*What the task requires*
Return every line from the records below in which the word "export" is found.

*Saved data entries*
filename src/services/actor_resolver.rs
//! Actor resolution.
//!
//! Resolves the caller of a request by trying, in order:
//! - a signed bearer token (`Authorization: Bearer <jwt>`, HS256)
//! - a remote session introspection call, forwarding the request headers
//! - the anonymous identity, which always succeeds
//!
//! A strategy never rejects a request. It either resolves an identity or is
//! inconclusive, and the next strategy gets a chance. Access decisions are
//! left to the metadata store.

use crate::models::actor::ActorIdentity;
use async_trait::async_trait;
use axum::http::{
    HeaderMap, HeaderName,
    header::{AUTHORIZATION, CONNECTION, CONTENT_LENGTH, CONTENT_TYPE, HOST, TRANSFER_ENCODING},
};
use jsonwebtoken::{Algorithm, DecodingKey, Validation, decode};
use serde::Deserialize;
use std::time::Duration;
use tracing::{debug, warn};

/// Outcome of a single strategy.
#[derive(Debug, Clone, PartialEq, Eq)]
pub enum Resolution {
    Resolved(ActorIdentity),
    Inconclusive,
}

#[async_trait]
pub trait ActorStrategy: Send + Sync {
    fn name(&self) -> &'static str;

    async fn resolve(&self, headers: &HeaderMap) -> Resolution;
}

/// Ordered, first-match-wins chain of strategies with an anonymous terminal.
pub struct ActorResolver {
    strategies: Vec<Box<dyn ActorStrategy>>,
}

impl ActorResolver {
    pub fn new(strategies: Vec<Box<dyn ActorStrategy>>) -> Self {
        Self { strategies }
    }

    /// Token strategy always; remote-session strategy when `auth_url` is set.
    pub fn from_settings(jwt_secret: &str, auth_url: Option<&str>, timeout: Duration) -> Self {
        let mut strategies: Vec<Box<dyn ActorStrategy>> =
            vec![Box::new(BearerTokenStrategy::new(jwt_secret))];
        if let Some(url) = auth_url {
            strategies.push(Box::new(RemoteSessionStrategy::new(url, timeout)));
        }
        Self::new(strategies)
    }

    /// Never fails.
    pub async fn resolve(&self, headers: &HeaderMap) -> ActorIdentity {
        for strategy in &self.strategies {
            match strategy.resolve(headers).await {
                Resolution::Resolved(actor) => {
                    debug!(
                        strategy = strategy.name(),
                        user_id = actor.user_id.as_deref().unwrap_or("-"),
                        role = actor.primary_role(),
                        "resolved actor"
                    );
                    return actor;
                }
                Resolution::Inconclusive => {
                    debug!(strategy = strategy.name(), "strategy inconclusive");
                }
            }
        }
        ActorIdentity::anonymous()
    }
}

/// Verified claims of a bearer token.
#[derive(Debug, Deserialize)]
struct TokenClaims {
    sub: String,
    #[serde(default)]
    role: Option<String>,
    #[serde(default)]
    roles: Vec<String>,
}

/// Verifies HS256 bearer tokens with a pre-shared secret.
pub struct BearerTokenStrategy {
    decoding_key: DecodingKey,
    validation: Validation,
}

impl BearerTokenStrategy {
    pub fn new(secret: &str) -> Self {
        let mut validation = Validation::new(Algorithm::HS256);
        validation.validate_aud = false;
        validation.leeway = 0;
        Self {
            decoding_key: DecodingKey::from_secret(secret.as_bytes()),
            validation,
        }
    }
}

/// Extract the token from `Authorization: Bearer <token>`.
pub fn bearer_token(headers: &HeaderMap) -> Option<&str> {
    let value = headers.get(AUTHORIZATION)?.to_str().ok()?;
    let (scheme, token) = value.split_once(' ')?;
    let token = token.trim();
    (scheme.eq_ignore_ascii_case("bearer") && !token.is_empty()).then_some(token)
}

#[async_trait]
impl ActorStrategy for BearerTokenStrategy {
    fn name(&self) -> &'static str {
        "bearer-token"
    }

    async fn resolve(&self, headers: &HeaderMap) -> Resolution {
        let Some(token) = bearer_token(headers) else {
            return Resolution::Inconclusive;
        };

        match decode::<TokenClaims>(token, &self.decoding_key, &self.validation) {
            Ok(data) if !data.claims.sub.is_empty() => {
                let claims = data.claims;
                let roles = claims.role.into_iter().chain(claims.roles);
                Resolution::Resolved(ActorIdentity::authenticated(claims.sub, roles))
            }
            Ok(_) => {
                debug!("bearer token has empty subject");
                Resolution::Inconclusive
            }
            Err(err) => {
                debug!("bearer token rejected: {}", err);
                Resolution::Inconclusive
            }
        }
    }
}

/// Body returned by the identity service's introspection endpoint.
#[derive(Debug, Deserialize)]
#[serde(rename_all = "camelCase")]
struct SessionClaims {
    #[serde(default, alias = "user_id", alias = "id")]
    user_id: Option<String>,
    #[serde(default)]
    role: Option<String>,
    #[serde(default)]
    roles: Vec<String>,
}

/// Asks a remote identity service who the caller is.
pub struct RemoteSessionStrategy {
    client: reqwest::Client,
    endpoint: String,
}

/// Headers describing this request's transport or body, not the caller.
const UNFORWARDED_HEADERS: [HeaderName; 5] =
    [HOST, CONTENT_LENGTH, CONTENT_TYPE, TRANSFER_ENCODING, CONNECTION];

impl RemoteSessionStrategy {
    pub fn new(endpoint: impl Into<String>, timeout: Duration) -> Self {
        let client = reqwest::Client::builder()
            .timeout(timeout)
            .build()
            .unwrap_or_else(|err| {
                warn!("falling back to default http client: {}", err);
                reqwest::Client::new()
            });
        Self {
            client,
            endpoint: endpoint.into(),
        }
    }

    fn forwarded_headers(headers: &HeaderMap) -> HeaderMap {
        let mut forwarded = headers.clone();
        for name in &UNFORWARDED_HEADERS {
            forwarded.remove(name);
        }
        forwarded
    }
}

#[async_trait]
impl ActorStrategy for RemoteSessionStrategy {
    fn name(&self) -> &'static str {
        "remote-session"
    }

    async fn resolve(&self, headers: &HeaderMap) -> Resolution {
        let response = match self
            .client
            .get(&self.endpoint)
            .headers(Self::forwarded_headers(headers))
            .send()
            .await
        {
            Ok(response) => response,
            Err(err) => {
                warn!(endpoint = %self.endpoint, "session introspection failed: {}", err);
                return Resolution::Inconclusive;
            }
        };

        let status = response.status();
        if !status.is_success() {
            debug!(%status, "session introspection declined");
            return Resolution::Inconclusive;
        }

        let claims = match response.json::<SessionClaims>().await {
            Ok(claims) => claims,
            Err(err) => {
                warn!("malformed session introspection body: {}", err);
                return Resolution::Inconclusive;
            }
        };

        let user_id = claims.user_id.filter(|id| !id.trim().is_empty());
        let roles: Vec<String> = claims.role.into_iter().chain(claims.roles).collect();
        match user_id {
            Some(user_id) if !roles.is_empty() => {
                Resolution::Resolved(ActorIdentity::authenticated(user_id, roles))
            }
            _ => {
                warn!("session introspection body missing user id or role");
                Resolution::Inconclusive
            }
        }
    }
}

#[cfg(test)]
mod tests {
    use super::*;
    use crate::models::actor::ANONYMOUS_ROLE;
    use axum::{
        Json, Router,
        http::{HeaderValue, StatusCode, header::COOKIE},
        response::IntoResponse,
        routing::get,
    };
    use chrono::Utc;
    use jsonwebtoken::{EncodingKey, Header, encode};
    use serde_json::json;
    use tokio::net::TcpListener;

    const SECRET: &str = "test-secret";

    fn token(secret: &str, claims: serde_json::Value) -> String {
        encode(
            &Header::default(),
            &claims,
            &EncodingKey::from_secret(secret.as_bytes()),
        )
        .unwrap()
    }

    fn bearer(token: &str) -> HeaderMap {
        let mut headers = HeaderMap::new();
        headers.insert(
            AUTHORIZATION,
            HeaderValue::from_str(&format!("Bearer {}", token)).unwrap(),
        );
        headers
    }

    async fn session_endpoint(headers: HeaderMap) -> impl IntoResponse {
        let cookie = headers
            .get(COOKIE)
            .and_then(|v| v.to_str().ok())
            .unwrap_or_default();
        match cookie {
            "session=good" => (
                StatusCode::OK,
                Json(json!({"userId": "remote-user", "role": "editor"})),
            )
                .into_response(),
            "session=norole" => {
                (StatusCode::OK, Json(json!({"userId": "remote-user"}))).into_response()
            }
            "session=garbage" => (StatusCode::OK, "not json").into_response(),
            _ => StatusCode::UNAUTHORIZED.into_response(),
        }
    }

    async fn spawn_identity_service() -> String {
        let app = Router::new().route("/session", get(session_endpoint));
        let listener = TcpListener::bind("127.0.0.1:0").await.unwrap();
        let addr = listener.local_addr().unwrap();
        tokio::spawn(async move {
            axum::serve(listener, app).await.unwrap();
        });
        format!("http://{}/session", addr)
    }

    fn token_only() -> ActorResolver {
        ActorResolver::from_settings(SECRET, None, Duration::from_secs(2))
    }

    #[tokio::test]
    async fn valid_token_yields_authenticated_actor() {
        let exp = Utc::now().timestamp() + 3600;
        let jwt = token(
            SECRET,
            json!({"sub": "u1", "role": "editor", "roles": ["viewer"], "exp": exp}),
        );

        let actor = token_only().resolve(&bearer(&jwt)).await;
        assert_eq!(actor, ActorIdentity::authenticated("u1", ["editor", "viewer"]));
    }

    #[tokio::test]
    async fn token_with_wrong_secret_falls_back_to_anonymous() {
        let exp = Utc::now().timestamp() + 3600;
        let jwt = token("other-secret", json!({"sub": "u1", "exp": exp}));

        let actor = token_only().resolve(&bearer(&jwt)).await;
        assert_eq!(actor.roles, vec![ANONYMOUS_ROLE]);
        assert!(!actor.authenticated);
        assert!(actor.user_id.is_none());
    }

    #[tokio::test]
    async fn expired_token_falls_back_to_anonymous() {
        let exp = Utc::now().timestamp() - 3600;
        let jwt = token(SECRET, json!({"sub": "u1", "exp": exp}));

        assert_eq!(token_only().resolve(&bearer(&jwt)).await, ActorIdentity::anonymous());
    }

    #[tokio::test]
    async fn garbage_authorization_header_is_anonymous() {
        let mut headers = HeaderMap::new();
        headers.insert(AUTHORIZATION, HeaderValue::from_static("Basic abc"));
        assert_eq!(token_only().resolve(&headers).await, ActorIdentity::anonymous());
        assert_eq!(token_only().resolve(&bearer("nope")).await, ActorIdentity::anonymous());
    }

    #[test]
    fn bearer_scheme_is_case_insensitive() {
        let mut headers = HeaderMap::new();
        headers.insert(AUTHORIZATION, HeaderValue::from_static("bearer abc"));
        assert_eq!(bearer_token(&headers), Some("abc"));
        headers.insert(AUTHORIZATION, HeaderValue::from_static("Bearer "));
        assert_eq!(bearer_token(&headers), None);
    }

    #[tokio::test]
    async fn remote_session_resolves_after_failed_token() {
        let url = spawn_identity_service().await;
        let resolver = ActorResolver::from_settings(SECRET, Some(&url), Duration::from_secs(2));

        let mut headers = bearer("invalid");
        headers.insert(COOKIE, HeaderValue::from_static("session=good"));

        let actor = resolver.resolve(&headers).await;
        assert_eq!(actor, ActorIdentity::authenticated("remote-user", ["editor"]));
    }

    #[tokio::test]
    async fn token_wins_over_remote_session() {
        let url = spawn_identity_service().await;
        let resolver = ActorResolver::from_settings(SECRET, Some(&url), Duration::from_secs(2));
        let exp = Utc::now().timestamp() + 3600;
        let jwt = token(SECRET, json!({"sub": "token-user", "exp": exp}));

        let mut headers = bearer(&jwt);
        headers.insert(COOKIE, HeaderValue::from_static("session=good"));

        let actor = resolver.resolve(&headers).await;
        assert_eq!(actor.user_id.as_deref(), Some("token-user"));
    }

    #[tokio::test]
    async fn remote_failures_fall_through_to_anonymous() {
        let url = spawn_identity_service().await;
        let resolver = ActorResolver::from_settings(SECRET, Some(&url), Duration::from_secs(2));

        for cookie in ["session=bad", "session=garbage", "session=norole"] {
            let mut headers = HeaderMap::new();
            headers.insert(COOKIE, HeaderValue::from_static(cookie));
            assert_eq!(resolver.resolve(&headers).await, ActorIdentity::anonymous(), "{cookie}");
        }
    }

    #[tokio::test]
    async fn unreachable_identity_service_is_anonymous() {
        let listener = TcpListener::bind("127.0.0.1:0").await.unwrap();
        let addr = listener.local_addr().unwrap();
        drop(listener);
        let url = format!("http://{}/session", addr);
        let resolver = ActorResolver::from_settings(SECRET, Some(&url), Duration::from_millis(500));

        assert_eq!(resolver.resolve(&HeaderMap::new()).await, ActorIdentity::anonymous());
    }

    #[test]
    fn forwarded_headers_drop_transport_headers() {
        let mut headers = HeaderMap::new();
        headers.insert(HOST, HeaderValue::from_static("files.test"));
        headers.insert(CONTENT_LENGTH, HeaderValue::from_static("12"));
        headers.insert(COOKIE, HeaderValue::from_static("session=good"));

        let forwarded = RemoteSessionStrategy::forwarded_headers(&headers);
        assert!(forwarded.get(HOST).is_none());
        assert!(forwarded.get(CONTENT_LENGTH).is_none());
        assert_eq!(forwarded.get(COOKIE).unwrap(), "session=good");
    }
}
--
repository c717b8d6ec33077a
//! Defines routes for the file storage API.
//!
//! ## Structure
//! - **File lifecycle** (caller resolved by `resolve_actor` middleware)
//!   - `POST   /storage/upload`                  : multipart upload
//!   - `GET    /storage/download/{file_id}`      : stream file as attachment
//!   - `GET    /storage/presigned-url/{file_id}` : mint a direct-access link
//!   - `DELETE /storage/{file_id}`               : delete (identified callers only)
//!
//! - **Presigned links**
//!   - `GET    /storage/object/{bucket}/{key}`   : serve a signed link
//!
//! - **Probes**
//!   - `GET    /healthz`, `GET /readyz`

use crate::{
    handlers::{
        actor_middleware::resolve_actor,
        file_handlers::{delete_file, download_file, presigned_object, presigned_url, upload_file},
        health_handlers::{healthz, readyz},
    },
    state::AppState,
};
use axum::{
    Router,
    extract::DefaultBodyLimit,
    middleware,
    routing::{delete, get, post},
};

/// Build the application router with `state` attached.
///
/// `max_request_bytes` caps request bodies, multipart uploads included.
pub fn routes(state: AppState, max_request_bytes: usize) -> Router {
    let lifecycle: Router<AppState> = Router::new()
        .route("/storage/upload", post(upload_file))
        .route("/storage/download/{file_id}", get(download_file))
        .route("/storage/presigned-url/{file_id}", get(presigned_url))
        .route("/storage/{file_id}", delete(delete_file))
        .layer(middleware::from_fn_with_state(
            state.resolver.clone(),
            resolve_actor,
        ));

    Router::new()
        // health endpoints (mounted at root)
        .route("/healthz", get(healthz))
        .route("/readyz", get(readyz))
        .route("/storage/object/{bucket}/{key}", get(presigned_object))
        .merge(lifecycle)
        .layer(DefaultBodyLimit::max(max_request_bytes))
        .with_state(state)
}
* * *
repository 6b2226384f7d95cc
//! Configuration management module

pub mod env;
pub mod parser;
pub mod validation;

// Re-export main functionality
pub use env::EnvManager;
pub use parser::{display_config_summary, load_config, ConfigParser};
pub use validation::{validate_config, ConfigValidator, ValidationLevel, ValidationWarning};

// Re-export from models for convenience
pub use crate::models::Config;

*Solution*
// Re-export main functionality
// Re-export from models for convenience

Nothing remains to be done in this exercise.